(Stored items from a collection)
━━━━━━━━━━━━━━━━━━━━━━━━━━━━━━

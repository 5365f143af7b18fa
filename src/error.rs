//! Errors raised while planning tours and loading configuration.

use thiserror::Error;

use crate::network::IntersectionId;
use crate::request::{RequestId, StopOrder};
use crate::tour::CourierId;

/// Why a tour could not be computed.
#[derive(Debug, Clone, PartialEq, Error)]
pub enum PlanError {
    /// The courier carries no requests, so there is nothing to plan.
    #[error("courier {courier_id} has no assigned requests")]
    NoAssignedRequests { courier_id: CourierId },

    /// No precedence-respecting tour was found within the time budget.
    ///
    /// Either none exists (unreachable stops, contradictory ordering edits)
    /// or the budget ran out before the first complete tour.
    #[error("no feasible visiting order for courier {courier_id} within {time_budget_ms} ms")]
    NoFeasibleSequence {
        courier_id: CourierId,
        time_budget_ms: i64,
    },

    #[error("intersection {id} is not part of the road network")]
    UnknownIntersection { id: IntersectionId },

    #[error("request {request_id} is not assigned to courier {courier_id}")]
    UnknownRequest {
        courier_id: CourierId,
        request_id: RequestId,
    },

    #[error("a stop cannot be ordered relative to itself")]
    InvalidStopOrder,

    /// The order contradicts warehouse service: warehouse pickups happen
    /// before leaving and warehouse deliveries after returning.
    #[error("stop order {order:?} of courier {courier_id} conflicts with service at the warehouse")]
    WarehouseStopOrder {
        courier_id: CourierId,
        order: StopOrder,
    },

    /// The stops sharing one intersection cannot be served in any order
    /// that honours the stop orders.
    #[error("stop orders of courier {courier_id} are cyclic at intersection {intersection}")]
    CyclicStopOrders {
        courier_id: CourierId,
        intersection: IntersectionId,
    },
}

/// Why a planner configuration was rejected.
#[derive(Debug, Error)]
pub enum ConfigError {
    #[error("failed to parse planner config: {0}")]
    Parse(#[from] toml::de::Error),

    #[error("speed must be positive, got {0} km/h")]
    InvalidSpeed(f64),

    #[error("maximum tour duration must be positive, got {0} minutes")]
    InvalidMaxDuration(f64),
}
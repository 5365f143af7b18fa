//! Timed tours built from a sequencing solution.
//!
//! Times are minute offsets from the tour's start; [`Tour::clock_time`]
//! turns an offset into wall-clock time.

use chrono::{Duration as ChronoDuration, NaiveDateTime};
use serde::{Deserialize, Serialize};
use tracing::warn;

use crate::graph::CompleteCostGraph;
use crate::network::{IntersectionId, RoadNetwork, RoadSegment};
use crate::polyline::Polyline;
use crate::request::{PickupDeliveryRequest, RequestId, StopKind, StopOrder, StopRef, order_stops};
use crate::shortest_path::PathTree;
use crate::solver::Solution;
use crate::traits::CostGraph;

/// Stable identifier of a courier.
pub type CourierId = u64;

/// A timed visit to one stop of the tour.
#[derive(Debug, Clone, PartialEq, Serialize, Deserialize)]
pub struct TourStop {
    pub kind: StopKind,
    /// Absent for the warehouse.
    pub request_id: Option<RequestId>,
    pub intersection_id: IntersectionId,
    /// Minutes after the tour start.
    pub arrival: f64,
    /// Minutes after the tour start.
    pub departure: f64,
}

impl TourStop {
    /// Returns the minutes spent serving this stop.
    pub fn service_duration(&self) -> f64 {
        self.departure - self.arrival
    }
}

/// A courier's timed round trip from the warehouse.
#[derive(Debug, Clone, PartialEq, Serialize, Deserialize)]
pub struct Tour {
    pub courier_id: CourierId,
    pub warehouse_id: IntersectionId,
    pub start_time: NaiveDateTime,
    /// Service stops in visiting order; the warehouse is implied at both ends.
    pub stops: Vec<TourStop>,
    /// Road segments driven, in order, when paths were available.
    pub road_segments: Vec<RoadSegment>,
    /// Cost reported by the sequencer.
    pub total_distance: f64,
    /// Minutes from leaving the warehouse to returning to it.
    pub total_duration: f64,
}

impl Tour {
    /// Wall-clock time `offset` minutes after the start, `None` if it falls
    /// outside the representable range.
    pub fn clock_time(&self, offset: f64) -> Option<NaiveDateTime> {
        let millis = (offset * 60_000.0).round() as i64;
        self.start_time
            .checked_add_signed(ChronoDuration::try_milliseconds(millis)?)
    }

    /// Physical length of the road segments taken, in metres.
    pub fn route_length_m(&self) -> f64 {
        self.road_segments.iter().map(RoadSegment::length_m).sum()
    }

    /// Total time spent serving stops.
    pub fn service_time(&self) -> f64 {
        self.stops.iter().map(TourStop::service_duration).sum()
    }

    /// Position of a request's stop in the visiting order.
    pub fn position_of(&self, request_id: RequestId, kind: StopKind) -> Option<usize> {
        self.stops
            .iter()
            .position(|stop| stop.request_id == Some(request_id) && stop.kind == kind)
    }

    /// Stops framed by the warehouse departure and return.
    pub fn itinerary(&self) -> Vec<TourStop> {
        let depot = |at: f64| TourStop {
            kind: StopKind::Warehouse,
            request_id: None,
            intersection_id: self.warehouse_id,
            arrival: at,
            departure: at,
        };
        let mut itinerary = Vec::with_capacity(self.stops.len() + 2);
        itinerary.push(depot(0.0));
        itinerary.extend(self.stops.iter().cloned());
        itinerary.push(depot(self.total_duration));
        itinerary
    }

    /// Coordinates along the roads driven.
    pub fn geometry(&self, network: &RoadNetwork) -> Polyline {
        Polyline::along(network, &self.road_segments)
    }
}

/// Turns a solution over a courier's cost graph into a timed tour.
#[derive(Debug, Clone, Copy)]
pub struct TourAssembler<'a> {
    graph: &'a CompleteCostGraph,
    requests: &'a [PickupDeliveryRequest],
    warehouse_id: IntersectionId,
    trees: Option<&'a [PathTree]>,
    stop_orders: &'a [StopOrder],
}

impl<'a> TourAssembler<'a> {
    /// Creates an assembler over a courier's cost graph and requests.
    pub fn new(
        graph: &'a CompleteCostGraph,
        requests: &'a [PickupDeliveryRequest],
        warehouse_id: IntersectionId,
    ) -> Self {
        Self {
            graph,
            requests,
            warehouse_id,
            trees: None,
            stop_orders: &[],
        }
    }

    /// Path trees indexed like the graph's vertices, used to record the
    /// road segments between stops.
    pub fn with_paths(mut self, trees: &'a [PathTree]) -> Self {
        self.trees = Some(trees);
        self
    }

    /// Orders between stops that share a location. Orders across locations
    /// are the sequencer's business.
    pub fn with_stop_orders(mut self, stop_orders: &'a [StopOrder]) -> Self {
        self.stop_orders = stop_orders;
        self
    }

    /// First location whose stops cannot be served in an order that honours
    /// the stop orders.
    pub fn conflicting_location(&self) -> Option<IntersectionId> {
        self.graph
            .vertices()
            .iter()
            .enumerate()
            .find(|&(vertex, &intersection)| {
                let groups: &[&[StopKind]] = if vertex == 0 {
                    &[&[StopKind::Pickup], &[StopKind::Delivery]]
                } else {
                    &[&[StopKind::Pickup, StopKind::Delivery]]
                };
                groups
                    .iter()
                    .any(|kinds| self.stops_at(intersection, kinds).is_none())
            })
            .map(|(_, &intersection)| intersection)
    }

    /// Builds the tour, or `None` if the solution is unsolved or the stops
    /// at some location cannot be ordered.
    ///
    /// Stops located at the warehouse itself are served there: pickups
    /// before leaving, deliveries after returning.
    pub fn assemble(
        &self,
        courier_id: CourierId,
        start_time: NaiveDateTime,
        solution: &Solution,
    ) -> Option<Tour> {
        let total_distance = solution.cost()?;
        let order = solution.order();

        let mut tour = Tour {
            courier_id,
            warehouse_id: self.warehouse_id,
            start_time,
            stops: Vec::new(),
            road_segments: Vec::new(),
            total_distance,
            total_duration: 0.0,
        };
        let mut clock = 0.0;

        for (position, &vertex) in order.iter().enumerate() {
            let intersection = self.graph.vertex_id(vertex)?;
            if position == 0 {
                self.serve(&mut tour, &mut clock, intersection, &[StopKind::Pickup])?;
            } else {
                let served =
                    self.serve(&mut tour, &mut clock, intersection, &[StopKind::Pickup, StopKind::Delivery])?;
                if served == 0 {
                    warn!(courier_id, intersection, "solution vertex matches no request stop");
                }
            }

            let next = order.get(position + 1).copied().unwrap_or(0);
            clock += self.graph.cost(vertex, next).unwrap_or(0.0);
            self.drive(&mut tour, vertex, next);
        }

        if let Some(&depot) = order.first() {
            let intersection = self.graph.vertex_id(depot)?;
            self.serve(&mut tour, &mut clock, intersection, &[StopKind::Delivery])?;
        }

        tour.total_duration = clock;
        Some(tour)
    }

    /// Request stops of `kinds` at `intersection`, in serving order.
    ///
    /// Pickups come before deliveries and requests keep their given order,
    /// unless a stop order says otherwise.
    fn stops_at(&self, intersection: IntersectionId, kinds: &[StopKind]) -> Option<Vec<StopRef>> {
        let stops = kinds
            .iter()
            .flat_map(|&kind| {
                self.requests
                    .iter()
                    .filter(move |request| {
                        request
                            .stop(kind)
                            .is_some_and(|(location, _)| location == intersection)
                    })
                    .map(move |request| StopRef {
                        request_id: request.id(),
                        kind,
                    })
            })
            .collect();
        order_stops(stops, self.stop_orders)
    }

    /// Appends a stop for every request stop of `kinds` at `intersection`.
    fn serve(
        &self,
        tour: &mut Tour,
        clock: &mut f64,
        intersection: IntersectionId,
        kinds: &[StopKind],
    ) -> Option<usize> {
        let stops = self.stops_at(intersection, kinds)?;
        for stop in &stops {
            let duration = self
                .requests
                .iter()
                .find(|request| request.id() == stop.request_id)
                .and_then(|request| request.stop(stop.kind))
                .map_or(0.0, |(_, duration)| duration);
            let arrival = *clock;
            *clock += duration.max(0.0);
            tour.stops.push(TourStop {
                kind: stop.kind,
                request_id: Some(stop.request_id),
                intersection_id: intersection,
                arrival,
                departure: *clock,
            });
        }
        Some(stops.len())
    }

    fn drive(&self, tour: &mut Tour, from: usize, to: usize) {
        let (Some(trees), Some(target)) = (self.trees, self.graph.vertex_id(to)) else {
            return;
        };
        if let Some(path) = trees.get(from).and_then(|tree| tree.path_to(target)) {
            tour.road_segments.extend(path);
        }
    }
}

#[cfg(test)]
mod tests {
    use chrono::NaiveDate;

    use super::*;
    use crate::request::{Precedences, service_times};
    use crate::solver::solve;

    fn start() -> NaiveDateTime {
        NaiveDate::from_ymd_opt(2023, 10, 1)
            .and_then(|date| date.and_hms_opt(8, 0, 0))
            .unwrap()
    }

    fn fixture() -> (CompleteCostGraph, Vec<PickupDeliveryRequest>) {
        let graph = CompleteCostGraph::from_rows(
            vec![1, 2, 3, 4, 5],
            &[
                vec![0.0, 12.0, 20.0, 25.0, 30.0],
                vec![12.0, 0.0, 15.0, 22.0, 27.0],
                vec![20.0, 15.0, 0.0, 10.0, 18.0],
                vec![25.0, 22.0, 10.0, 0.0, 12.0],
                vec![30.0, 27.0, 18.0, 12.0, 0.0],
            ],
        )
        .unwrap();
        let requests = vec![
            PickupDeliveryRequest::new(1, 2, 5.0, 3, 10.0),
            PickupDeliveryRequest::new(2, 4, 3.0, 5, 8.0),
        ];
        (graph, requests)
    }

    #[test]
    fn test_timing_follows_order() {
        let (graph, requests) = fixture();
        let precedences = Precedences::for_requests(&graph, &requests);
        let service = service_times(&graph, &requests);
        let solution = solve(&graph, &precedences, &service, 1_000);
        assert_eq!(solution.order(), &[0, 1, 2, 3, 4]);

        let tour = TourAssembler::new(&graph, &requests, 1)
            .assemble(123, start(), &solution)
            .unwrap();
        assert_eq!(tour.stops.len(), 4);
        assert_eq!(tour.stops[0].arrival, 12.0);
        assert_eq!(tour.stops[0].departure, 17.0);
        assert_eq!(tour.stops[1].arrival, 32.0);
        assert_eq!(tour.stops[3].intersection_id, 5);
        // travel 12+15+10+12+30 plus service 5+10+3+8
        assert_eq!(tour.total_duration, 105.0);
        assert_eq!(tour.total_distance, 105.0);
        assert_eq!(tour.service_time(), 26.0);
        assert_eq!(tour.clock_time(tour.total_duration), Some(start() + ChronoDuration::minutes(105)));
    }

    #[test]
    fn test_unsolved_yields_nothing() {
        let (graph, requests) = fixture();
        let solution = solve(&graph, &Precedences::new(), &[], 0);
        assert!(TourAssembler::new(&graph, &requests, 1)
            .assemble(1, start(), &solution)
            .is_none());
    }

    #[test]
    fn test_itinerary_frames_stops_with_warehouse() {
        let (graph, requests) = fixture();
        let precedences = Precedences::for_requests(&graph, &requests);
        let solution = solve(&graph, &precedences, &[], 1_000);
        let tour = TourAssembler::new(&graph, &requests, 1)
            .assemble(7, start(), &solution)
            .unwrap();
        let itinerary = tour.itinerary();
        assert_eq!(itinerary.len(), 6);
        assert_eq!(itinerary[0].kind, StopKind::Warehouse);
        assert_eq!(itinerary[0].request_id, None);
        assert_eq!(itinerary[5].arrival, tour.total_duration);
    }

    #[test]
    fn test_transit_vertex_produces_no_stop() {
        let (graph, _) = fixture();
        let requests = vec![PickupDeliveryRequest::new(1, 2, 5.0, 3, 10.0)];
        let solution = solve(&graph, &Precedences::for_requests(&graph, &requests), &[], 1_000);
        let tour = TourAssembler::new(&graph, &requests, 1)
            .assemble(7, start(), &solution)
            .unwrap();
        assert_eq!(tour.stops.len(), 2);
        assert!(tour.position_of(1, StopKind::Pickup) < tour.position_of(1, StopKind::Delivery));
    }

    #[test]
    fn test_stop_orders_apply_at_shared_location() {
        let (graph, _) = fixture();
        let requests = vec![
            PickupDeliveryRequest::new(1, 2, 5.0, 3, 10.0),
            PickupDeliveryRequest::new(2, 3, 3.0, 5, 8.0),
        ];
        let solution = solve(&graph, &Precedences::for_requests(&graph, &requests), &[], 1_000);

        let orders = [StopOrder {
            before: StopRef::delivery(1),
            after: StopRef::pickup(2),
        }];
        let assembler = TourAssembler::new(&graph, &requests, 1).with_stop_orders(&orders);
        assert_eq!(assembler.conflicting_location(), None);
        let tour = assembler.assemble(7, start(), &solution).unwrap();
        assert!(tour.position_of(1, StopKind::Delivery) < tour.position_of(2, StopKind::Pickup));

        let cyclic = [
            orders[0],
            StopOrder {
                before: StopRef::pickup(2),
                after: StopRef::delivery(1),
            },
        ];
        let assembler = TourAssembler::new(&graph, &requests, 1).with_stop_orders(&cyclic);
        assert_eq!(assembler.conflicting_location(), Some(3));
        assert!(assembler.assemble(7, start(), &solution).is_none());
    }
}
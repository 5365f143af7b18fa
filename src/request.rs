//! Pickup/delivery requests and the precedence relation they induce.

use std::collections::{BTreeMap, BTreeSet};

use serde::{Deserialize, Serialize};

use crate::graph::CompleteCostGraph;
use crate::network::IntersectionId;

/// Stable identifier of a request.
pub type RequestId = u64;

/// What happens at a stop.
#[derive(Debug, Clone, Copy, PartialEq, Eq, Hash, PartialOrd, Ord, Serialize, Deserialize)]
#[serde(rename_all = "snake_case")]
pub enum StopKind {
    Warehouse,
    Pickup,
    Delivery,
}

/// A parcel to pick up at one intersection and deliver at another.
///
/// Service durations are in minutes.
#[derive(Debug, Clone, PartialEq, Serialize, Deserialize)]
pub struct PickupDeliveryRequest {
    id: RequestId,
    pickup: IntersectionId,
    pickup_duration: f64,
    delivery: IntersectionId,
    delivery_duration: f64,
}

impl PickupDeliveryRequest {
    /// Creates a request; durations are in minutes.
    pub fn new(
        id: RequestId,
        pickup: IntersectionId,
        pickup_duration: f64,
        delivery: IntersectionId,
        delivery_duration: f64,
    ) -> Self {
        Self {
            id,
            pickup,
            pickup_duration,
            delivery,
            delivery_duration,
        }
    }

    /// Returns the request id.
    pub fn id(&self) -> RequestId {
        self.id
    }

    /// Returns the pickup intersection.
    pub fn pickup(&self) -> IntersectionId {
        self.pickup
    }

    /// Returns the service time at the pickup, in minutes.
    pub fn pickup_duration(&self) -> f64 {
        self.pickup_duration
    }

    /// Returns the delivery intersection.
    pub fn delivery(&self) -> IntersectionId {
        self.delivery
    }

    /// Returns the service time at the delivery, in minutes.
    pub fn delivery_duration(&self) -> f64 {
        self.delivery_duration
    }

    /// Location and service duration of one of this request's stops.
    pub fn stop(&self, kind: StopKind) -> Option<(IntersectionId, f64)> {
        match kind {
            StopKind::Pickup => Some((self.pickup, self.pickup_duration)),
            StopKind::Delivery => Some((self.delivery, self.delivery_duration)),
            StopKind::Warehouse => None,
        }
    }
}

/// Names the pickup or delivery stop of a request.
#[derive(Debug, Clone, Copy, PartialEq, Eq, Hash, Serialize, Deserialize)]
pub struct StopRef {
    pub request_id: RequestId,
    pub kind: StopKind,
}

impl StopRef {
    /// Refers to the pickup of `request_id`.
    pub fn pickup(request_id: RequestId) -> Self {
        Self {
            request_id,
            kind: StopKind::Pickup,
        }
    }

    /// Refers to the delivery of `request_id`.
    pub fn delivery(request_id: RequestId) -> Self {
        Self {
            request_id,
            kind: StopKind::Delivery,
        }
    }

    /// Intersection of the referenced stop among `requests`.
    pub fn locate(&self, requests: &[PickupDeliveryRequest]) -> Option<IntersectionId> {
        requests
            .iter()
            .find(|request| request.id() == self.request_id)
            .and_then(|request| request.stop(self.kind))
            .map(|(intersection, _)| intersection)
    }
}

/// Explicit ordering edit: `before` must be served before `after`.
#[derive(Debug, Clone, Copy, PartialEq, Eq, Hash, Serialize, Deserialize)]
pub struct StopOrder {
    pub before: StopRef,
    pub after: StopRef,
}

impl StopOrder {
    /// Whether `first` has to be served before `second`: a request's own
    /// pickup precedes its delivery, and every explicit order holds.
    pub fn requires(orders: &[StopOrder], first: StopRef, second: StopRef) -> bool {
        let same_request = first.request_id == second.request_id
            && first.kind == StopKind::Pickup
            && second.kind == StopKind::Delivery;
        same_request
            || orders
                .iter()
                .any(|order| order.before == first && order.after == second)
    }
}

/// Orders stops served at one location.
///
/// `stops` come in their default order; a stop is served as soon as nothing
/// still pending must precede it. `None` when the constraints among `stops`
/// are cyclic.
pub fn order_stops(mut pending: Vec<StopRef>, orders: &[StopOrder]) -> Option<Vec<StopRef>> {
    let mut ordered = Vec::with_capacity(pending.len());
    while !pending.is_empty() {
        let ready = pending.iter().position(|&stop| {
            !pending
                .iter()
                .any(|&other| other != stop && StopOrder::requires(orders, other, stop))
        })?;
        ordered.push(pending.remove(ready));
    }
    Some(ordered)
}

/// Warehouse first, then each request's pickup and delivery, without
/// duplicates.
pub fn build_points_of_interest(
    warehouse_id: IntersectionId,
    requests: &[PickupDeliveryRequest],
) -> Vec<IntersectionId> {
    let mut points = vec![warehouse_id];
    for request in requests {
        for id in [request.pickup(), request.delivery()] {
            if !points.contains(&id) {
                points.push(id);
            }
        }
    }
    points
}

/// Per-vertex service time: the sum of every stop located at that vertex.
///
/// The depot (vertex 0) never carries service time.
pub fn service_times(graph: &CompleteCostGraph, requests: &[PickupDeliveryRequest]) -> Vec<f64> {
    let mut times = vec![0.0; graph.vertices().len()];
    for request in requests {
        for kind in [StopKind::Pickup, StopKind::Delivery] {
            let Some((intersection, duration)) = request.stop(kind) else {
                continue;
            };
            match graph.index_of(intersection) {
                Some(0) | None => {}
                Some(index) => times[index] += duration.max(0.0),
            }
        }
    }
    times
}

/// Vertex index -> vertices that must already be visited.
#[derive(Debug, Clone, Default, PartialEq, Eq)]
pub struct Precedences {
    required: BTreeMap<usize, BTreeSet<usize>>,
}

impl Precedences {
    /// Creates an empty relation.
    pub fn new() -> Self {
        Self::default()
    }

    /// Delivery vertex requires pickup vertex, for every request.
    ///
    /// Requests whose pickup and delivery share a vertex, or whose delivery
    /// is the depot, add nothing.
    pub fn for_requests(graph: &CompleteCostGraph, requests: &[PickupDeliveryRequest]) -> Self {
        let mut precedences = Self::new();
        for request in requests {
            if let (Some(pickup), Some(delivery)) = (
                graph.index_of(request.pickup()),
                graph.index_of(request.delivery()),
            ) {
                precedences.require(delivery, pickup);
            }
        }
        precedences
    }

    /// Records that `vertex` may only be visited after `predecessor`.
    ///
    /// Self-references and constraints on the depot are ignored; returns
    /// whether an entry was added.
    pub fn require(&mut self, vertex: usize, predecessor: usize) -> bool {
        if vertex == predecessor || vertex == 0 {
            return false;
        }
        self.required.entry(vertex).or_default().insert(predecessor)
    }

    /// Returns the vertices that must precede `vertex`.
    pub fn predecessors(&self, vertex: usize) -> impl Iterator<Item = usize> + '_ {
        self.required.get(&vertex).into_iter().flatten().copied()
    }

    /// Whether every predecessor of `vertex` is marked in `visited`.
    pub fn is_ready(&self, vertex: usize, visited: &[bool]) -> bool {
        self.predecessors(vertex)
            .all(|predecessor| visited.get(predecessor).copied().unwrap_or(false))
    }

    /// Number of constrained vertices.
    pub fn len(&self) -> usize {
        self.required.len()
    }

    /// Whether no vertex is constrained.
    pub fn is_empty(&self) -> bool {
        self.required.is_empty()
    }
}

#[cfg(test)]
mod tests {
    use super::*;

    fn requests() -> Vec<PickupDeliveryRequest> {
        vec![
            PickupDeliveryRequest::new(1, 20, 5.0, 30, 10.0),
            PickupDeliveryRequest::new(2, 40, 3.0, 50, 8.0),
        ]
    }

    #[test]
    fn test_points_of_interest_order() {
        let points = build_points_of_interest(10, &requests());
        assert_eq!(points, vec![10, 20, 30, 40, 50]);
    }

    #[test]
    fn test_points_of_interest_deduplicated() {
        let shared = vec![
            PickupDeliveryRequest::new(1, 20, 5.0, 30, 10.0),
            PickupDeliveryRequest::new(2, 20, 3.0, 10, 8.0),
        ];
        assert_eq!(build_points_of_interest(10, &shared), vec![10, 20, 30]);
    }

    #[test]
    fn test_delivery_requires_pickup() {
        let graph = CompleteCostGraph::new(build_points_of_interest(10, &requests()));
        let precedences = Precedences::for_requests(&graph, &requests());
        assert_eq!(precedences.predecessors(2).collect::<Vec<_>>(), vec![1]);
        assert_eq!(precedences.predecessors(4).collect::<Vec<_>>(), vec![3]);
        assert_eq!(precedences.predecessors(1).count(), 0);
        assert_eq!(precedences.len(), 2);
    }

    #[test]
    fn test_is_ready() {
        let mut precedences = Precedences::new();
        precedences.require(3, 1);
        precedences.require(3, 2);
        assert!(!precedences.is_ready(3, &[true, true, false, false]));
        assert!(precedences.is_ready(3, &[true, true, true, false]));
        assert!(precedences.is_ready(1, &[true, false, false, false]));
    }

    #[test]
    fn test_depot_and_self_constraints_ignored() {
        let mut precedences = Precedences::new();
        assert!(!precedences.require(0, 2));
        assert!(!precedences.require(2, 2));
        assert!(precedences.is_empty());
    }

    #[test]
    fn test_service_times_sum_shared_vertices() {
        let shared = vec![
            PickupDeliveryRequest::new(1, 20, 5.0, 30, 10.0),
            PickupDeliveryRequest::new(2, 20, 3.0, 10, 8.0),
        ];
        let graph = CompleteCostGraph::new(build_points_of_interest(10, &shared));
        assert_eq!(service_times(&graph, &shared), vec![0.0, 8.0, 10.0]);
    }

    #[test]
    fn test_stop_ref_locate() {
        let requests = requests();
        assert_eq!(StopRef::delivery(2).locate(&requests), Some(50));
        assert_eq!(StopRef::pickup(9).locate(&requests), None);
    }

    #[test]
    fn test_order_stops_keeps_default_order_without_constraints() {
        let stops = vec![StopRef::pickup(2), StopRef::delivery(1)];
        assert_eq!(order_stops(stops.clone(), &[]), Some(stops));
    }

    #[test]
    fn test_order_stops_honours_explicit_order() {
        let orders = [StopOrder {
            before: StopRef::delivery(1),
            after: StopRef::pickup(2),
        }];
        let ordered = order_stops(vec![StopRef::pickup(2), StopRef::delivery(1)], &orders);
        assert_eq!(ordered, Some(vec![StopRef::delivery(1), StopRef::pickup(2)]));
    }

    #[test]
    fn test_order_stops_rejects_delivery_before_own_pickup() {
        let orders = [StopOrder {
            before: StopRef::delivery(1),
            after: StopRef::pickup(1),
        }];
        assert_eq!(order_stops(vec![StopRef::pickup(1), StopRef::delivery(1)], &orders), None);
    }
}
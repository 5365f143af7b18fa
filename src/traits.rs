//! Core seams between the routing components.
//!
//! The sequencer only needs to read costs and adjacency, and cost matrices
//! can be filled by anything that knows travel times. Concrete apps can plug
//! in their own graph or matrix source behind these traits.

use crate::graph::CompleteCostGraph;

/// A weighted directed graph over `0..vertex_count()` vertex indices.
pub trait CostGraph {
    fn vertex_count(&self) -> usize;

    /// Cost of the arc `i -> j`, or `None` when either index is out of range.
    fn cost(&self, i: usize, j: usize) -> Option<f64>;

    /// Whether an arc `i -> j` exists. Never true for `i == j`.
    fn adjacent(&self, i: usize, j: usize) -> bool;
}

/// Fills the off-diagonal travel costs of a complete graph.
///
/// Pairs the provider cannot connect keep the infeasible sentinel.
pub trait CostMatrixProvider {
    fn fill_costs(&self, graph: &mut CompleteCostGraph);
}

━━━━━━━━━━━━━━━━━━━━━━━━━━━━━━

→ WHAT TO DO
Copy, exactly and only, the lines above that begin with the one containing "conflicts with service" and finish with the one containing "use tracing::warn;".

→ WRITTEN REPLY
    #[error("stop order {order:?} of courier {courier_id} conflicts with service at the warehouse")]
    WarehouseStopOrder {
        courier_id: CourierId,
        order: StopOrder,
    },

    /// The stops sharing one intersection cannot be served in any order
    /// that honours the stop orders.
    #[error("stop orders of courier {courier_id} are cyclic at intersection {intersection}")]
    CyclicStopOrders {
        courier_id: CourierId,
        intersection: IntersectionId,
    },
}

/// Why a planner configuration was rejected.
#[derive(Debug, Error)]
pub enum ConfigError {
    #[error("failed to parse planner config: {0}")]
    Parse(#[from] toml::de::Error),

    #[error("speed must be positive, got {0} km/h")]
    InvalidSpeed(f64),

    #[error("maximum tour duration must be positive, got {0} minutes")]
    InvalidMaxDuration(f64),
}
repository 5365f143af7b18fa
//! Timed tours built from a sequencing solution.
//!
//! Times are minute offsets from the tour's start; [`Tour::clock_time`]
//! turns an offset into wall-clock time.

use chrono::{Duration as ChronoDuration, NaiveDateTime};
use serde::{Deserialize, Serialize};
use tracing::warn;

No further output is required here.